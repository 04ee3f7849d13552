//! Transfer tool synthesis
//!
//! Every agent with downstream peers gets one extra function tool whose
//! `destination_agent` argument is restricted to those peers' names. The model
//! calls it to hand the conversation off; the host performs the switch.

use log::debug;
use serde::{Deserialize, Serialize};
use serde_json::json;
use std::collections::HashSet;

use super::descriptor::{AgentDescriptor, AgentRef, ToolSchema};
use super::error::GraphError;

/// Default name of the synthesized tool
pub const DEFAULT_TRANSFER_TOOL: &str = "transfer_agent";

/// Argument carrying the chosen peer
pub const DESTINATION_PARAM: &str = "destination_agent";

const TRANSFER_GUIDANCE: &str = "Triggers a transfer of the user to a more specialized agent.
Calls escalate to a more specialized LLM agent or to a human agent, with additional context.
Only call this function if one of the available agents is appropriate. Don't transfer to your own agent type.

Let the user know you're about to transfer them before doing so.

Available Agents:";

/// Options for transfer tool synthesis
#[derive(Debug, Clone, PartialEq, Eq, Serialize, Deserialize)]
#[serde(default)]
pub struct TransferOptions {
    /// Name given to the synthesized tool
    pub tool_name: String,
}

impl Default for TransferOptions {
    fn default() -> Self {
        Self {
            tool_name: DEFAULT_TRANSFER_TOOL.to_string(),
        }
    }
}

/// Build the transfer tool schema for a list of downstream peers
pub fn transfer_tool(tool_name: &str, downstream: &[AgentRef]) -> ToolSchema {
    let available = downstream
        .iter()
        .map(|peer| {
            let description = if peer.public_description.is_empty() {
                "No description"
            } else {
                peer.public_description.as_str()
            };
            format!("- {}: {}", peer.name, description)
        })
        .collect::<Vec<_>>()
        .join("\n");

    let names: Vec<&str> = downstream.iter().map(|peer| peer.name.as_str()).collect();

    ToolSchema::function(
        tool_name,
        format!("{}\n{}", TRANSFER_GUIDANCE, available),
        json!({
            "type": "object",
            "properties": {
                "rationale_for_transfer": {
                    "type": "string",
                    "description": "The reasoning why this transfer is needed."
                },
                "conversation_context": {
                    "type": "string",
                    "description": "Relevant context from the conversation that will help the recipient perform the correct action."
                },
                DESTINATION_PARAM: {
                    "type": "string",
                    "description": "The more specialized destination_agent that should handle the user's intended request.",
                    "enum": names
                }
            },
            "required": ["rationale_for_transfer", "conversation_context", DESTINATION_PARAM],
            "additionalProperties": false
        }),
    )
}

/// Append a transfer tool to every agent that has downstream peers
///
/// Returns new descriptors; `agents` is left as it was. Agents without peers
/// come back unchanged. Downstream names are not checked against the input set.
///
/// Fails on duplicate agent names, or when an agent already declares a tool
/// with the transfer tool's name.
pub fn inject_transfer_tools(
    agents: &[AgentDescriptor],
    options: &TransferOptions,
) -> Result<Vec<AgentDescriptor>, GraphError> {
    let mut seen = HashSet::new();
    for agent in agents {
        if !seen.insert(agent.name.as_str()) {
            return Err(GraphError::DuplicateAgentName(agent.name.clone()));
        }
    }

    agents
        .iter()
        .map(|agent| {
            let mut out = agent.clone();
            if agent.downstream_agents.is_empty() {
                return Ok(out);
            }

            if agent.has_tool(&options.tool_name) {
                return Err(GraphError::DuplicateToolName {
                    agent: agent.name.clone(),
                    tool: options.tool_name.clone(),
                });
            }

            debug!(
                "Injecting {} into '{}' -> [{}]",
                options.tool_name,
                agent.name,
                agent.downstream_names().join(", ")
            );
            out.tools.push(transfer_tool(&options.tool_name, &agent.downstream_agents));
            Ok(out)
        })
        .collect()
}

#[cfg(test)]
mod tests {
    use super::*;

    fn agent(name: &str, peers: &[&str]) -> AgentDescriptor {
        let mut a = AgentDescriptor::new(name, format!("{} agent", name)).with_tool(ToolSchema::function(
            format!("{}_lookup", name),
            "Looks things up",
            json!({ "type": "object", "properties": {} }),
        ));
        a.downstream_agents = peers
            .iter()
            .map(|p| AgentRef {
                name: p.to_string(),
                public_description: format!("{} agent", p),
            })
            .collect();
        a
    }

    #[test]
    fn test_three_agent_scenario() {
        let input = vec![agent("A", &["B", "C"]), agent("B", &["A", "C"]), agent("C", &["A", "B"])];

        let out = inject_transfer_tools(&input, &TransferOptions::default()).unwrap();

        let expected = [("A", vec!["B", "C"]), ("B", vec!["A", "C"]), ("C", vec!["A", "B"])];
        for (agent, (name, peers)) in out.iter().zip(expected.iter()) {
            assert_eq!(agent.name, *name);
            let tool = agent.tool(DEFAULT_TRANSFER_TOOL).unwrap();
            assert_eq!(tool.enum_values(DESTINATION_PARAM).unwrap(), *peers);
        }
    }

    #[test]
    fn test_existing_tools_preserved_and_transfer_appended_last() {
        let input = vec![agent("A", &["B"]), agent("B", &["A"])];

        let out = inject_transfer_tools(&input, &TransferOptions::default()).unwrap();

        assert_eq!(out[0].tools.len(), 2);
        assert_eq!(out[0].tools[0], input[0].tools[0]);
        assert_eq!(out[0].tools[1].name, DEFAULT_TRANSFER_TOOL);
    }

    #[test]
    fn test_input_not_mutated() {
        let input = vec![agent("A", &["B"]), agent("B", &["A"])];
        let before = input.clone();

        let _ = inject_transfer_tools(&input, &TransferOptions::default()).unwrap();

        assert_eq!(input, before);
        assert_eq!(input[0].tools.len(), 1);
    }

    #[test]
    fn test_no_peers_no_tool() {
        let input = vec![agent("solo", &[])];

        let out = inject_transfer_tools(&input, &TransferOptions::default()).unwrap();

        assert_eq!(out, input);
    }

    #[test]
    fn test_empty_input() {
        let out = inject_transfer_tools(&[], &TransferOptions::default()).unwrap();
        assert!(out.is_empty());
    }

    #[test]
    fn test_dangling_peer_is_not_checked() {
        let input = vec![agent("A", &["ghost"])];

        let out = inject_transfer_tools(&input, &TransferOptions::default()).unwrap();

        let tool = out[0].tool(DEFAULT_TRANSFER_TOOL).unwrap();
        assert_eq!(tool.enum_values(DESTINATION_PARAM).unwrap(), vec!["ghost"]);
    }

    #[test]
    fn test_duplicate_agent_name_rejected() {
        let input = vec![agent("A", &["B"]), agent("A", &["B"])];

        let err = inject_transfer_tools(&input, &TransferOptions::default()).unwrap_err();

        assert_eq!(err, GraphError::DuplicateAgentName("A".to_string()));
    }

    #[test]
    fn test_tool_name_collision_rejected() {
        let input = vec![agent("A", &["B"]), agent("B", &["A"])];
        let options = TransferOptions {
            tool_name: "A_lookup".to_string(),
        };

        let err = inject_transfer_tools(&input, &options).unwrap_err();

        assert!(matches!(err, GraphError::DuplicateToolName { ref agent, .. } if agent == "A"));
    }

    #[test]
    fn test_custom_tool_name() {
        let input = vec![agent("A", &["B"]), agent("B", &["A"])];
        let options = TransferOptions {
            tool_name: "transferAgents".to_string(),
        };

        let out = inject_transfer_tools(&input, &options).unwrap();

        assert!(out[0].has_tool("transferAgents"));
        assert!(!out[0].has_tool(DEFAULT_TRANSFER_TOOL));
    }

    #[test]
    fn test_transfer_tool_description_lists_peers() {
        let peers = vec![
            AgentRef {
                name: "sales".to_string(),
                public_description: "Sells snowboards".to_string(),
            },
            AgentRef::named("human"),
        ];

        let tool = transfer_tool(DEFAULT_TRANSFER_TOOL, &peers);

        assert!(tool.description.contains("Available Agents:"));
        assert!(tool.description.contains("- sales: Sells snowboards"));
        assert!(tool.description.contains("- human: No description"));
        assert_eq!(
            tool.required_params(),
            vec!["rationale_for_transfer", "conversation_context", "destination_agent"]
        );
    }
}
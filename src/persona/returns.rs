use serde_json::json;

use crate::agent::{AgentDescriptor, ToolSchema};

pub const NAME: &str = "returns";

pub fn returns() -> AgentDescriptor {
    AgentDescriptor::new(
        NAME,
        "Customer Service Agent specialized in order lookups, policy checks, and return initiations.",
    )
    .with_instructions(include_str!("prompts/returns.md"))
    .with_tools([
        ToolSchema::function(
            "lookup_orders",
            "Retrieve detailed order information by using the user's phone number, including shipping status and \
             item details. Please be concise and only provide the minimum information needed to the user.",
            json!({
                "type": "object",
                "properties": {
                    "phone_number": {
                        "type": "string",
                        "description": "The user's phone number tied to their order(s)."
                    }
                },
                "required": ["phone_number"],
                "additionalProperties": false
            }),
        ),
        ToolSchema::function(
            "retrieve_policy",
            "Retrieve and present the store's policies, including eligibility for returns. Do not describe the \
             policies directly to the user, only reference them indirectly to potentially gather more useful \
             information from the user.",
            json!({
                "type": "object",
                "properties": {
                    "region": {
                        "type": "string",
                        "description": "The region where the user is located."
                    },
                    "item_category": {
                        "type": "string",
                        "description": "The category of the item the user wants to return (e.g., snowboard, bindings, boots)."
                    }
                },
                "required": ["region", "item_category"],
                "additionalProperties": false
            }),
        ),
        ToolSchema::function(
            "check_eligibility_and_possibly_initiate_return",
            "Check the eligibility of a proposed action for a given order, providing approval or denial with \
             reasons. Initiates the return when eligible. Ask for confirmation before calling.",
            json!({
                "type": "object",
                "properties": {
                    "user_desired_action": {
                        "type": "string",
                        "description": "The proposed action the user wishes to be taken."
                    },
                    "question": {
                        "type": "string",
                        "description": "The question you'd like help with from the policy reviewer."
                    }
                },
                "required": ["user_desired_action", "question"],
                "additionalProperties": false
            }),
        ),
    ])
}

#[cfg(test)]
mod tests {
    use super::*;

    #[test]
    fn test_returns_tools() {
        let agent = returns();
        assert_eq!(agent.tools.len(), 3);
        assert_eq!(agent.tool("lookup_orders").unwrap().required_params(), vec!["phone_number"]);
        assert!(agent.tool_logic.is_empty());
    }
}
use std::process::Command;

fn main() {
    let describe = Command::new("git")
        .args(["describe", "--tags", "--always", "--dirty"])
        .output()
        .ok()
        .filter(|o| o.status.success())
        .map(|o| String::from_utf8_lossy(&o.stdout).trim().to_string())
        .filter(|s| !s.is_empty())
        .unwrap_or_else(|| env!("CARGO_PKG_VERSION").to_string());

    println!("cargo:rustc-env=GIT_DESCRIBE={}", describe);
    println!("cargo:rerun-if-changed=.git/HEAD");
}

● ● ● ● ● ● ●

• The problem: If a line in the records above contains the word "including", count it, then give the total and nothing else.

• Response below: 2